This story was originally published on February 22, 2016 at High Country News.
Over the past two years, plummeting natural gas and oil prices have caused energy companies in Colorado to lay off thousands of employees, and put state and local governments in a pinch from declining tax revenue.
But if you thought this might cool the anti-fracking fever on the populated Front Range, you were wrong.
As 2016 began, two organizations filed petitions for statewide ballot measures that would allow communities to ban drilling and fracking within their boundaries, or effectively prohibit new drilling by greatly expanding setbacks between development and homes or other buildings. Activists are unhappy with state-level efforts to regulate the industry, and there’s enough new drilling along the populated and oil-rich area north of Denver to portend a new boom, should prices recover.
“There’s no foot coming off the gas,” says Merrilly Mazza, a councilwoman in Lafayette, near Boulder, and president of the Colorado Community Rights Network.
In 2014, Mazza and others pushed two proposed anti-fracking measures, supported by Congressman Jared Polis, D, that nearly made it onto the Colorado ballot.* But a last-minute deal, involving Polis, Gov. John Hickenlooper, D, and industry representatives, stopped both those proposals and two industry-backed countermeasures. Instead, the deal established a 21-member task force to gather community input and consider further development rules, a compromise deftly designed to help Democrats, including Hickenlooper and then-Sen. Mark Udall, support industry while appeasing concerned citizens.
But it angered fractivists, who felt abandoned, and though Hickenlooper won re-election, Udall still lost his seat to Republican Cory Gardner. The task force was a disappointment, too: New state rules were issued this January that require energy companies to consult with local governments on drilling plans in limited “urban mitigation areas,” but environmentalists say that doesn’t go far enough. And folks like Mazza remain frustrated by their inability to set local rules on energy development.
“Nothing coming out of (the task force) is for the local communities,” says Mazza, whose town, Lafayette, is among the Front Range cities and counties that have tried to control or halt drilling through local ordinances. All such efforts have been overturned in state courts, with some still working through appeals.

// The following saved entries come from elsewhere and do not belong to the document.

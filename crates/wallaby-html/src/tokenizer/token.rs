use core::fmt;

use wallaby_dom::Attribute;

/// [§ 13.2.5 Tokenization](https://html.spec.whatwg.org/multipage/parsing.html#tokenization)
///
/// "The output of the tokenization step is a series of zero or more of the
/// following tokens: DOCTYPE, start tag, end tag, comment, character,
/// end-of-file."
#[derive(Debug, Clone, PartialEq, Eq)]
pub enum Token {
    /// "DOCTYPE tokens have a name, a public identifier, a system identifier,
    /// and a force-quirks flag. When a DOCTYPE token is created, its name,
    /// public identifier, and system identifier must be marked as missing
    /// (which is a distinct state from the empty string), and the force-quirks
    /// flag must be set to off (its other state is on)."
    Doctype {
        /// "a name"
        name: Option<String>,
        /// "a public identifier"
        public_identifier: Option<String>,
        /// "a system identifier"
        system_identifier: Option<String>,
        /// "a force-quirks flag"
        force_quirks: bool,
    },

    /// "Start and end tag tokens have a tag name, a self-closing flag, and a
    /// list of attributes, each of which has a name and a value. When a start
    /// or end tag token is created, its self-closing flag must be unset (its
    /// other state is that it be set), and its attributes list must be empty."
    StartTag {
        /// "a tag name"
        name: String,
        /// "a self-closing flag"
        self_closing: bool,
        /// "a list of attributes"
        attributes: Vec<Attribute>,
    },

    /// End tag token. Same structure as start tag per spec; attributes and
    /// a self-closing flag on an end tag are parse errors but are still
    /// carried so the tree builder can report them.
    EndTag {
        /// "a tag name"
        name: String,
        /// "a self-closing flag"
        self_closing: bool,
        /// "a list of attributes"
        attributes: Vec<Attribute>,
    },

    /// "Comment and character tokens have data."
    Comment {
        /// "data"
        data: String,
    },

    /// "Comment and character tokens have data."
    Character {
        /// "data"
        data: char,
    },

    /// End-of-file token signals the end of input.
    EndOfFile,
}

impl Token {
    /// "When a DOCTYPE token is created, its name, public identifier, and
    /// system identifier must be marked as missing... and the force-quirks
    /// flag must be set to off."
    #[must_use]
    pub const fn new_doctype() -> Self {
        Self::Doctype {
            name: None,
            public_identifier: None,
            system_identifier: None,
            force_quirks: false,
        }
    }

    /// "When a start or end tag token is created, its self-closing flag must
    /// be unset... and its attributes list must be empty."
    #[must_use]
    pub const fn new_start_tag() -> Self {
        Self::StartTag {
            name: String::new(),
            self_closing: false,
            attributes: Vec::new(),
        }
    }

    /// Create a new end tag token per spec.
    #[must_use]
    pub const fn new_end_tag() -> Self {
        Self::EndTag {
            name: String::new(),
            self_closing: false,
            attributes: Vec::new(),
        }
    }

    /// Create a new comment token with empty data.
    #[must_use]
    pub const fn new_comment() -> Self {
        Self::Comment {
            data: String::new(),
        }
    }

    /// Create a character token with the given character.
    #[must_use]
    pub const fn new_character(c: char) -> Self {
        Self::Character { data: c }
    }

    /// Create an end-of-file token.
    #[must_use]
    pub const fn new_eof() -> Self {
        Self::EndOfFile
    }

    /// Returns true if this is an end-of-file token.
    #[must_use]
    pub const fn is_eof(&self) -> bool {
        matches!(self, Self::EndOfFile)
    }

    /// The tag name, for start and end tags.
    #[must_use]
    pub fn tag_name(&self) -> Option<&str> {
        match self {
            Self::StartTag { name, .. } | Self::EndTag { name, .. } => Some(name),
            _ => None,
        }
    }

    /// [§ 13.2.5.55 DOCTYPE name state](https://html.spec.whatwg.org/multipage/parsing.html#doctype-name-state)
    ///
    /// "Append the current input character to the current DOCTYPE token's name."
    ///
    /// # Panics
    ///
    /// Panics if called on a non-DOCTYPE token, indicating a tokenizer bug.
    pub fn append_to_doctype_name(&mut self, c: char) {
        match self {
            Self::Doctype { name, .. } => {
                if let Some(n) = name {
                    n.push(c);
                } else {
                    *name = Some(String::from(c));
                }
            }
            _ => panic!("append_to_doctype_name called on non-DOCTYPE token"),
        }
    }

    /// Append to the public identifier, creating it if missing.
    ///
    /// # Panics
    ///
    /// Panics if called on a non-DOCTYPE token, indicating a tokenizer bug.
    pub fn append_to_public_identifier(&mut self, c: char) {
        match self {
            Self::Doctype {
                public_identifier, ..
            } => {
                public_identifier.get_or_insert_with(String::new).push(c);
            }
            _ => panic!("append_to_public_identifier called on non-DOCTYPE token"),
        }
    }

    /// Append to the system identifier, creating it if missing.
    ///
    /// # Panics
    ///
    /// Panics if called on a non-DOCTYPE token, indicating a tokenizer bug.
    pub fn append_to_system_identifier(&mut self, c: char) {
        match self {
            Self::Doctype {
                system_identifier, ..
            } => {
                system_identifier.get_or_insert_with(String::new).push(c);
            }
            _ => panic!("append_to_system_identifier called on non-DOCTYPE token"),
        }
    }

    /// Set the public identifier to the empty string (not missing).
    ///
    /// # Panics
    ///
    /// Panics if called on a non-DOCTYPE token, indicating a tokenizer bug.
    pub fn set_public_identifier_present(&mut self) {
        match self {
            Self::Doctype {
                public_identifier, ..
            } => *public_identifier = Some(String::new()),
            _ => panic!("set_public_identifier_present called on non-DOCTYPE token"),
        }
    }

    /// Set the system identifier to the empty string (not missing).
    ///
    /// # Panics
    ///
    /// Panics if called on a non-DOCTYPE token, indicating a tokenizer bug.
    pub fn set_system_identifier_present(&mut self) {
        match self {
            Self::Doctype {
                system_identifier, ..
            } => *system_identifier = Some(String::new()),
            _ => panic!("set_system_identifier_present called on non-DOCTYPE token"),
        }
    }

    /// [§ 13.2.5.8 Tag name state](https://html.spec.whatwg.org/multipage/parsing.html#tag-name-state)
    ///
    /// "Append the current input character to the current tag token's tag name."
    ///
    /// # Panics
    ///
    /// Panics if called on a non-tag token, indicating a tokenizer bug.
    pub fn append_to_tag_name(&mut self, c: char) {
        match self {
            Self::StartTag { name, .. } | Self::EndTag { name, .. } => {
                name.push(c);
            }
            _ => panic!("append_to_tag_name called on non-tag token"),
        }
    }

    /// [§ 13.2.5.40 Self-closing start tag state](https://html.spec.whatwg.org/multipage/parsing.html#self-closing-start-tag-state)
    ///
    /// "Set the self-closing flag of the current tag token."
    ///
    /// # Panics
    ///
    /// Panics if called on a non-tag token, indicating a tokenizer bug.
    pub fn set_self_closing(&mut self) {
        match self {
            Self::StartTag { self_closing, .. } | Self::EndTag { self_closing, .. } => {
                *self_closing = true;
            }
            _ => panic!("set_self_closing called on non-tag token"),
        }
    }

    /// [§ 13.2.5.45 Comment state](https://html.spec.whatwg.org/multipage/parsing.html#comment-state)
    ///
    /// "Append the current input character to the comment token's data."
    ///
    /// # Panics
    ///
    /// Panics if called on a non-comment token, indicating a tokenizer bug.
    pub fn append_to_comment(&mut self, c: char) {
        match self {
            Self::Comment { data } => {
                data.push(c);
            }
            _ => panic!("append_to_comment called on non-comment token"),
        }
    }

    /// Append a string slice to the comment token's data.
    ///
    /// # Panics
    ///
    /// Panics if called on a non-comment token, indicating a tokenizer bug.
    pub fn append_str_to_comment(&mut self, s: &str) {
        match self {
            Self::Comment { data } => {
                data.push_str(s);
            }
            _ => panic!("append_str_to_comment called on non-comment token"),
        }
    }

    /// [§ 13.2.5.54 Before DOCTYPE name state](https://html.spec.whatwg.org/multipage/parsing.html#before-doctype-name-state)
    ///
    /// "Set the current DOCTYPE token's force-quirks flag to on."
    ///
    /// # Panics
    ///
    /// Panics if called on a non-DOCTYPE token, indicating a tokenizer bug.
    pub fn set_force_quirks(&mut self) {
        match self {
            Self::Doctype { force_quirks, .. } => {
                *force_quirks = true;
            }
            _ => panic!("set_force_quirks called on non-DOCTYPE token"),
        }
    }

    /// [§ 13.2.5.32 Before attribute name state](https://html.spec.whatwg.org/multipage/parsing.html#before-attribute-name-state)
    ///
    /// "Start a new attribute in the current tag token."
    ///
    /// # Panics
    ///
    /// Panics if called on a non-tag token, indicating a tokenizer bug.
    pub fn start_new_attribute(&mut self) {
        match self {
            Self::StartTag { attributes, .. } | Self::EndTag { attributes, .. } => {
                attributes.push(Attribute::new(String::new(), String::new()));
            }
            _ => panic!("start_new_attribute called on non-tag token"),
        }
    }

    /// [§ 13.2.5.33 Attribute name state](https://html.spec.whatwg.org/multipage/parsing.html#attribute-name-state)
    ///
    /// "Append the current input character to the current attribute's name."
    ///
    /// # Panics
    ///
    /// Panics if called on a non-tag token, indicating a tokenizer bug.
    pub fn append_to_current_attribute_name(&mut self, c: char) {
        match self {
            Self::StartTag { attributes, .. } | Self::EndTag { attributes, .. } => {
                if let Some(attr) = attributes.last_mut() {
                    attr.name.push(c);
                }
            }
            _ => panic!("append_to_current_attribute_name called on non-tag token"),
        }
    }

    /// [§ 13.2.5.36 Attribute value (double-quoted) state](https://html.spec.whatwg.org/multipage/parsing.html#attribute-value-(double-quoted)-state)
    ///
    /// "Append the current input character to the current attribute's value."
    ///
    /// # Panics
    ///
    /// Panics if called on a non-tag token, indicating a tokenizer bug.
    pub fn append_to_current_attribute_value(&mut self, c: char) {
        match self {
            Self::StartTag { attributes, .. } | Self::EndTag { attributes, .. } => {
                if let Some(attr) = attributes.last_mut() {
                    attr.value.push(c);
                }
            }
            _ => panic!("append_to_current_attribute_value called on non-tag token"),
        }
    }

    /// [§ 13.2.5.33 Attribute name state](https://html.spec.whatwg.org/multipage/parsing.html#attribute-name-state)
    ///
    /// "When the user agent leaves the attribute name state... the complete
    /// attribute's name must be compared to the other attributes on the same
    /// token; if there is already an attribute on the token with the exact
    /// same name, then this is a duplicate-attribute parse error and the new
    /// attribute must be removed from the token."
    #[must_use]
    pub fn current_attribute_name_is_duplicate(&self) -> bool {
        match self {
            Self::StartTag { attributes, .. } | Self::EndTag { attributes, .. } => {
                attributes.last().is_some_and(|current| {
                    attributes[..attributes.len() - 1]
                        .iter()
                        .any(|attr| attr.name == current.name)
                })
            }
            _ => false,
        }
    }

    /// Remove the current (last) attribute from the token.
    /// Used when a duplicate attribute is detected.
    ///
    /// # Panics
    ///
    /// Panics if called on a non-tag token, indicating a tokenizer bug.
    pub fn remove_current_attribute(&mut self) {
        match self {
            Self::StartTag { attributes, .. } | Self::EndTag { attributes, .. } => {
                let _ = attributes.pop();
            }
            _ => panic!("remove_current_attribute called on non-tag token"),
        }
    }
}

impl fmt::Display for Token {
    fn fmt(&self, f: &mut fmt::Formatter<'_>) -> fmt::Result {
        match self {
            Self::Doctype {
                name,
                public_identifier,
                system_identifier,
                force_quirks,
            } => {
                write!(f, "DOCTYPE")?;
                if let Some(n) = name {
                    write!(f, " {n}")?;
                }
                if let Some(pub_id) = public_identifier {
                    write!(f, " PUBLIC \"{pub_id}\"")?;
                }
                if let Some(sys_id) = system_identifier {
                    write!(f, " SYSTEM \"{sys_id}\"")?;
                }
                if *force_quirks {
                    write!(f, " (force-quirks)")?;
                }
                Ok(())
            }
            Self::StartTag {
                name,
                self_closing,
                attributes,
            } => {
                write!(f, "<{name}")?;
                for attr in attributes {
                    write!(f, " {}=\"{}\"", attr.name, attr.value)?;
                }
                if *self_closing {
                    write!(f, " /")?;
                }
                write!(f, ">")
            }
            Self::EndTag { name, .. } => {
                write!(f, "</{name}>")
            }
            Self::Comment { data } => {
                write!(f, "<!--{data}-->")
            }
            Self::Character { data } => match data {
                '\n' => write!(f, "Character(\\n)"),
                '\t' => write!(f, "Character(\\t)"),
                ' ' => write!(f, "Character(SPACE)"),
                c => write!(f, "Character({c})"),
            },
            Self::EndOfFile => write!(f, "EOF"),
        }
    }
}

Bitterness was aggravated by a Boulder Weekly and Greenpeace investigation published last fall, which suggested that industry funded and unduly influenced University of Colorado Leeds School of Business research reports, which warned – right before the 2014 election – that fracking limits would harm the state economy.
Mazza’s group is circulating a petition for a “community-rights” amendment to the state Constitution. It wouldn’t specifically prohibit fracking but would broadly recognize local rights to set rules or bans on energy development and other activities. “The communities that are impacted by this are told, ‘You have no rights and it’s up to industry,’ ” Mazza says. “This is a democracy issue, and it should be the people deciding.”
Similar strategies have succeeded in New York and Pennsylvania, although a community-rights bill that passed in Mora County, New Mexico, was later rejected in state court.
Another group, Coloradans Resisting Extreme Energy Development (CREED), has submitted 11 different versions of a ballot measure that would limit fracking and extend setbacks between wells and homes, schools, and other buildings or occupied spaces, such as parks. Some suggest a 4,000-foot setback, eight times greater than current limits and double the distance recommended in one of the aborted 2014 ballot measures. Both groups have until August to gather enough signatures for the ballot.
Industry proponents say the expanded setbacks would virtually prohibit drilling, decimating an industry that brings a reported $31.7 billion annually to Colorado. “We already have some of the toughest rules in the country. The question I have is, when is enough enough,” says Karen Crummy, spokeswoman for Protect Colorado, an organization that opposes any statewide fracking limits and backed the industry’s own 2014 ballot measures. “It seems these groups aren’t going to be happy until there’s no oil and gas at all within the state.”
Adds Dan Haley, president of the Colorado Oil and Gas Association, “We’re looking for solutions. The other side is looking to make things political.”
The political path holds dangers, says Charles Davis, a political science professor at Colorado State University who studies fracking rules. Framing a ballot measure as a “local-control” issue instead of an anti-drilling one is a good strategy, Davis says, but with industry slumping and also publicly supporting the task force, “the degree of urgency seems to have dissipated.” He anticipates that oil and gas groups will spend readily to oppose any drastic measures, and perhaps back their own countermeasures again.
Crummy says industry is “considering all our options.” Judging by 2014, measures could include withholding energy tax dollars from counties or cities that limit or ban fracking. But if fracking and energy development become an important election platform in Colorado, it could again challenge Democrats working both sides of the issue. Republicans are already targeting incumbent Sen. Michael Bennet, considered his party’s most vulnerable incumbent and one of just 10 Democrats up for election in the US Senate this year.
“It’s a tough issue” for Democrats, and could be “a tougher sell” with voters, Davis says. “I think (an anti-fracking measure) would have a real poor chance of passing when you consider industry is still a major economic engine.”
That may be, but the activists aren’t backing off. After 2014, Mazza says, “People are utterly cynical.”